Да, мальчик не выносил поросячьего визга, затыкал уши пальцами. Красиво ли он поступал? Отнюдь, размышлял мальчик, особенно если рассматривать его поступок с точки зрения свиньи. Ведь затыкая уши, он поступает своекорыстно, поскольку даже настроения своего не позволяет испортить несчастному животному, совершенно ничем не желая поступиться за удовольствие отведать карбоната. И нечего уповать на свою душевную тонкость — явление в общем-то со знаком минус. Вот такие дела!
Еще несколько слов на ту же неприятную тему.

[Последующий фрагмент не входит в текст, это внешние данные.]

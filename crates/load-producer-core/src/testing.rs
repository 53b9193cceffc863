//! In-memory backends for exercising the send loop without a broker.

use crate::backend::ProducerBackend;
use crate::error::SendError;
use bytes::Bytes;
use std::sync::atomic::{AtomicU64, Ordering};
use std::sync::{Arc, Mutex};
use std::time::Duration;

/// Succeeds, except on every `k`th call where it returns an injected error.
#[derive(Debug, Default)]
pub struct FlakyBackend {
    every: u64,
    calls: Arc<AtomicU64>,
    last_payload: Arc<Mutex<Option<Bytes>>>,
}

impl FlakyBackend {
    /// Fail calls `k`, `2k`, `3k`, ... A `k` of zero never fails.
    pub fn failing_every(k: u64) -> Self {
        Self {
            every: k,
            ..Default::default()
        }
    }

    pub fn never_failing() -> Self {
        Self::failing_every(0)
    }

    /// Number of `write` calls seen so far.
    pub fn calls(&self) -> Arc<AtomicU64> {
        self.calls.clone()
    }

    /// The payload of the most recent `write`.
    pub fn last_payload(&self) -> Arc<Mutex<Option<Bytes>>> {
        self.last_payload.clone()
    }
}

#[async_trait::async_trait]
impl ProducerBackend for FlakyBackend {
    fn name(&self) -> &'static str {
        "flaky"
    }

    async fn write(&mut self, payload: Bytes) -> Result<(), SendError> {
        let call = self.calls.fetch_add(1, Ordering::Relaxed) + 1;
        if let Ok(mut last) = self.last_payload.lock() {
            *last = Some(payload);
        }

        if self.every > 0 && call % self.every == 0 {
            return Err(SendError::broker(
                self.name(),
                std::io::Error::other(format!("injected failure on call {call}")),
            ));
        }
        Ok(())
    }
}

/// Fire-and-forget backend that reports success and delivers nothing.
///
/// Mirrors an asynchronous producer whose deliveries all fail after `write`
/// returned: the loop counts every message while `dropped` shows none arrived.
#[derive(Debug, Default)]
pub struct BlackHoleBackend {
    dropped: Arc<AtomicU64>,
}

impl BlackHoleBackend {
    pub fn new() -> Self {
        Self::default()
    }

    /// Messages accepted and silently lost.
    pub fn dropped(&self) -> Arc<AtomicU64> {
        self.dropped.clone()
    }
}

#[async_trait::async_trait]
impl ProducerBackend for BlackHoleBackend {
    fn name(&self) -> &'static str {
        "black-hole"
    }

    async fn write(&mut self, _payload: Bytes) -> Result<(), SendError> {
        self.dropped.fetch_add(1, Ordering::Relaxed);
        Ok(())
    }
}

/// Synchronous-style backend whose every `write` takes a fixed latency.
#[derive(Debug)]
pub struct SlowBackend {
    latency: Duration,
}

impl SlowBackend {
    pub fn new(latency: Duration) -> Self {
        Self { latency }
    }
}

#[async_trait::async_trait]
impl ProducerBackend for SlowBackend {
    fn name(&self) -> &'static str {
        "slow"
    }

    async fn write(&mut self, _payload: Bytes) -> Result<(), SendError> {
        tokio::time::sleep(self.latency).await;
        Ok(())
    }
}
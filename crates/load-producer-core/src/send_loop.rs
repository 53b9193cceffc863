//! The rate-governed send loop.
//!
//! Each iteration waits for a token from the [`RateGovernor`], hands the
//! placeholder payload to the active [`ProducerBackend`], and counts the
//! outcome. Send failures are logged and skipped; only the governor can stop
//! the loop.

use crate::backend::ProducerBackend;
use crate::counter::ThroughputCounter;
use crate::error::SendLoopError;
use crate::governor::RateGovernor;
use bytes::Bytes;
use std::convert::Infallible;
use std::sync::atomic::{AtomicU64, Ordering};
use std::sync::Arc;
use tokio_util::sync::CancellationToken;
use tracing::{error, info};

/// Payload sent on every iteration.
pub const PLACEHOLDER_PAYLOAD: &[u8] = b"{}";

/// Running totals of send outcomes, readable while the loop runs.
#[derive(Debug, Default)]
pub struct LoopStats {
    sent: AtomicU64,
    failed: AtomicU64,
}

impl LoopStats {
    /// Writes the backend accepted.
    pub fn sent(&self) -> u64 {
        self.sent.load(Ordering::Relaxed)
    }

    /// Writes the backend rejected.
    pub fn failed(&self) -> u64 {
        self.failed.load(Ordering::Relaxed)
    }

    /// Every write attempted so far.
    pub fn attempted(&self) -> u64 {
        self.sent() + self.failed()
    }
}

/// Drives one backend at the governor's pace.
pub struct SendLoop {
    backend: Box<dyn ProducerBackend>,
    governor: RateGovernor,
    counter: Arc<ThroughputCounter>,
    stats: Arc<LoopStats>,
    payload: Bytes,
}

impl SendLoop {
    pub fn new(
        backend: Box<dyn ProducerBackend>,
        governor: RateGovernor,
        counter: Arc<ThroughputCounter>,
    ) -> Self {
        Self {
            backend,
            governor,
            counter,
            stats: Arc::new(LoopStats::default()),
            payload: Bytes::from_static(PLACEHOLDER_PAYLOAD),
        }
    }

    /// Replace the placeholder payload.
    pub fn with_payload(mut self, payload: Bytes) -> Self {
        self.payload = payload;
        self
    }

    /// Shared handle to the loop's outcome totals.
    pub fn stats(&self) -> Arc<LoopStats> {
        self.stats.clone()
    }

    pub fn backend_name(&self) -> &'static str {
        self.backend.name()
    }

    /// Give the backend back, e.g. to flush it after the loop stopped.
    pub fn into_backend(self) -> Box<dyn ProducerBackend> {
        self.backend
    }

    /// Run until the governor fails.
    ///
    /// The loop has no successful exit: it returns only when waiting on the
    /// governor fails, which callers should treat as fatal.
    pub async fn run(&mut self, cancel: &CancellationToken) -> Result<Infallible, SendLoopError> {
        info!(
            "Sending to '{}' backend at {} messages/s",
            self.backend.name(),
            self.governor.rate()
        );

        loop {
            self.governor.wait(cancel).await?;
            self.send_once().await;
        }
    }

    /// Write the payload once and record the outcome. Returns whether it succeeded.
    pub async fn send_once(&mut self) -> bool {
        match self.backend.write(self.payload.clone()).await {
            Ok(()) => {
                self.counter.increment(1);
                self.stats.sent.fetch_add(1, Ordering::Relaxed);
                true
            }
            Err(e) => {
                error!("ERROR! {e}");
                self.stats.failed.fetch_add(1, Ordering::Relaxed);
                false
            }
        }
    }
}

#[cfg(test)]
mod tests {
    use super::*;
    use crate::error::GovernorError;
    use crate::testing::FlakyBackend;
    use std::time::Duration;

    #[tokio::test]
    async fn test_send_once_counts_success_once() {
        let counter = Arc::new(ThroughputCounter::new());
        let backend = FlakyBackend::never_failing();
        let calls = backend.calls();
        let mut send_loop = SendLoop::new(
            Box::new(backend),
            RateGovernor::new(10.0).unwrap(),
            counter.clone(),
        );

        assert!(send_loop.send_once().await);
        assert_eq!(counter.count(), 1);
        assert_eq!(calls.load(Ordering::Relaxed), 1);
        assert_eq!(send_loop.stats().sent(), 1);
    }

    #[tokio::test]
    async fn test_send_once_does_not_count_failure() {
        let counter = Arc::new(ThroughputCounter::new());
        let mut send_loop = SendLoop::new(
            Box::new(FlakyBackend::failing_every(1)),
            RateGovernor::new(10.0).unwrap(),
            counter.clone(),
        );

        assert!(!send_loop.send_once().await);
        assert_eq!(counter.count(), 0);
        assert_eq!(send_loop.stats().failed(), 1);
        assert_eq!(send_loop.stats().sent(), 0);
    }

    #[tokio::test(start_paused = true)]
    async fn test_run_stops_only_on_cancellation() {
        let counter = Arc::new(ThroughputCounter::new());
        let mut send_loop = SendLoop::new(
            Box::new(FlakyBackend::failing_every(2)),
            RateGovernor::new(100.0).unwrap(),
            counter.clone(),
        );
        let stats = send_loop.stats();
        let cancel = CancellationToken::new();

        let handle = {
            let cancel = cancel.clone();
            tokio::spawn(async move { send_loop.run(&cancel).await })
        };

        tokio::time::sleep(Duration::from_millis(995)).await;
        cancel.cancel();

        let err = handle.await.unwrap().unwrap_err();
        assert!(matches!(
            err,
            SendLoopError::Governor(GovernorError::Cancelled)
        ));
        assert_eq!(stats.attempted(), 100);
        assert_eq!(stats.failed(), 50);
        assert_eq!(counter.count(), 50);
    }

    #[tokio::test]
    async fn test_custom_payload_reaches_backend() {
        let backend = FlakyBackend::never_failing();
        let last = backend.last_payload();
        let mut send_loop = SendLoop::new(
            Box::new(backend),
            RateGovernor::new(10.0).unwrap(),
            Arc::new(ThroughputCounter::new()),
        )
        .with_payload(Bytes::from_static(b"hello"));

        send_loop.send_once().await;
        assert_eq!(
            last.lock().unwrap().as_deref(),
            Some(b"hello".as_slice())
        );
    }
}
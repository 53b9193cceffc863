//! Startup connectivity check.

use crate::config::ProducerConfig;
use crate::error::{BackendError, Result};
use rdkafka::client::{Client, ClientContext};
use tracing::info;

/// Fetch cluster metadata once, failing fast if no broker answers.
///
/// librdkafka connects lazily, so without this a bad broker address would
/// only show up as per-message delivery errors. This is a blocking call.
pub(crate) fn check_brokers<C: ClientContext>(
    client: &Client<C>,
    config: &ProducerConfig,
) -> Result<()> {
    let metadata = client
        .fetch_metadata(None, config.connect_timeout)
        .map_err(|source| BackendError::Connect {
            brokers: config.brokers.clone(),
            source,
        })?;

    info!(
        "Connected to Kafka at {} ({} broker(s), {} topic(s))",
        config.brokers,
        metadata.brokers().len(),
        metadata.topics().len()
    );
    Ok(())
}
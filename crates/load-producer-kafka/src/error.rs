//! Error types for building Kafka producer backends.

use rdkafka::error::KafkaError;
use thiserror::Error;

/// Errors raised while constructing a backend. All of them are fatal at startup.
#[derive(Error, Debug)]
pub enum BackendError {
    #[error("Kafka error: {0}")]
    Kafka(#[from] KafkaError),

    #[error("Failed to connect to Kafka brokers at {brokers}: {source}")]
    Connect {
        brokers: String,
        #[source]
        source: KafkaError,
    },

    #[error("Invalid producer configuration: {0}")]
    InvalidConfig(String),
}

pub type Result<T> = std::result::Result<T, BackendError>;
//! Command-line configuration and its resolved, validated form.

pub mod duration;

use crate::config::duration::parse_duration;
use anyhow::Context;
use clap::Parser;
use load_producer_kafka::{BackendKind, ProducerConfig};
use std::fmt;
use std::time::Duration;

/// Command-line options. Every flag can also be set through the environment.
#[derive(Parser, Debug, Clone)]
#[command(name = "kafka-load-producer")]
#[command(about = "Publish messages to Kafka at a fixed rate and report achieved throughput")]
#[command(long_about = None)]
pub struct Cli {
    /// Batch size
    #[arg(short = 's', long, env = "LOAD_PRODUCER_BATCH_SIZE", default_value_t = 50)]
    pub batch_size: usize,

    /// Batch timeout (e.g. "1s", "250ms")
    #[arg(
        short = 't',
        long,
        env = "LOAD_PRODUCER_BATCH_TIMEOUT",
        default_value = "1s",
        value_parser = parse_duration
    )]
    pub batch_timeout: Duration,

    /// Messages per second
    #[arg(long = "mps", env = "LOAD_PRODUCER_MPS", default_value_t = 500)]
    pub messages_per_second: u32,

    /// Asynchronous writing
    #[arg(short = 'a', long = "async", env = "LOAD_PRODUCER_ASYNC")]
    pub async_mode: bool,

    /// Producer backend
    #[arg(
        short = 'l',
        long = "lib",
        env = "LOAD_PRODUCER_LIB",
        value_enum,
        default_value_t = BackendKind::Batching
    )]
    pub backend: BackendKind,

    /// Kafka broker address
    #[arg(short = 'b', long = "broker", env = "KAFKA_BROKERS", default_value = "127.0.0.1:29092")]
    pub broker: String,

    /// Topic to publish to
    #[arg(long, env = "LOAD_PRODUCER_TOPIC", default_value = "test-topic")]
    pub topic: String,

    /// How long to wait for broker metadata at startup
    #[arg(
        long,
        env = "LOAD_PRODUCER_CONNECT_TIMEOUT",
        default_value = "10s",
        value_parser = parse_duration
    )]
    pub connect_timeout: Duration,
}

/// Settings resolved once at startup and never changed afterwards.
#[derive(Debug, Clone)]
pub struct Settings {
    pub backend: BackendKind,
    pub messages_per_second: u32,
    pub producer: ProducerConfig,
}

impl TryFrom<Cli> for Settings {
    type Error = anyhow::Error;

    fn try_from(cli: Cli) -> anyhow::Result<Self> {
        if cli.messages_per_second == 0 {
            anyhow::bail!("--mps must be at least 1");
        }

        let producer = ProducerConfig {
            brokers: cli.broker,
            topic: cli.topic,
            batch_size: cli.batch_size,
            batch_timeout: cli.batch_timeout,
            async_mode: cli.async_mode,
            connect_timeout: cli.connect_timeout,
            ..Default::default()
        };
        producer
            .validate()
            .context("Invalid producer settings")?;

        Ok(Self {
            backend: cli.backend,
            messages_per_second: cli.messages_per_second,
            producer,
        })
    }
}

impl fmt::Display for Settings {
    fn fmt(&self, f: &mut fmt::Formatter<'_>) -> fmt::Result {
        write!(
            f,
            "messages/sec = {}\tbatchSize = {}\tbatchTimeout = {:?}",
            self.messages_per_second, self.producer.batch_size, self.producer.batch_timeout
        )
    }
}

Под рукой или под ножом Кристины свиньи почему-то вопили удивительно долго, чуть ли не полдня. Может, она живую скотину полосует на кусочки, терялись в догадках бабы, а мальчик склонялся к предположению, что Кристина, по-видимому, услаждается самим процессом убийства. Это предположение окончательно выбивало из колеи формирующуюся человеческую душу. Он осуждал жестокость живодера в юбке. «Когда-нибудь отольются ей все свинкины слезки!» — утешал себя мальчик, однако как бы там ни было, Кристина продолжала являться ему в сновидениях и, что самое удивительное и самое ужасное, в таких положениях и позах (не будем, пожалуй, вдаваться в подробности), где ее должна была бы заменить хотя бы та же круглогрудая прелестница Праксителя. Половозрелый юноша с тонкой душевной организацией осыпал себя градом упреков, но легче ему не становилось.
Он шагал к магазину и его пагубное «я» пребывало в надежде вновь повстречаться с парящей в благовонном облачке Кристиной, а как-то раз он даже пустился через кусты, не зная, куда деть глаза, и не в силах унять колотящегося сердца, лишь бы их пути пересеклись. И ждал, пытаясь скрыть одышку, очередного вопроса: как поживает наш вольный господин…
У него ведь было много знакомых девушек, хотя бы с танцевальных курсов. Почти все они своей чистотой, опрятностью, благовоспитанностью да и красотой тоже превосходили эту непристойную, невероятно старую для его возраста женщину, однако горожанки блекли и тускнели по сравнению с Кристиной, откатывались на задний план, в положение статисток. В том числе и Нелли-Инес, дочь близкого отцовского друга, которую по просьбе родителей ему иногда приходилось сопровождать на каток, дабы девушку не обидели хулиганы.
Нелли-Инес — нежный, хрупкий ангелочек, молчаливая барышня, которая или вышивала, или зубрила, — на каток ее пускали редко, да уж, зубрила она по-черному, потому что была туповата, особенно по математике, совсем ей не дававшейся. Молодому человеку и тут приходилось ей помогать. Аккуратно положив белые пальчики на край стола, как того требовали правила хорошего тона, девушка выслушивала объяснения по части решения кубических уравнений, выслушивала, мученически улыбаясь и ни бельмеса не понимая. В торжественных случаях Нелли-Инес делала холодную завивку, или папильотки, или как это у них называется, надевала невинно-синенькое платьице и белые туфельки. На едва намечавшейся груди у нее поблескивала серебряная брошка в виде суденышка викингов. Да, белый и синий были любимыми цветами этой благовоспитанной девушки из хорошей семьи. Они, эти цветы, хорошо гармонировали с ее светлыми волосами и анемией. Малокровие у бедняжки Нелли было от печеночной двуустки.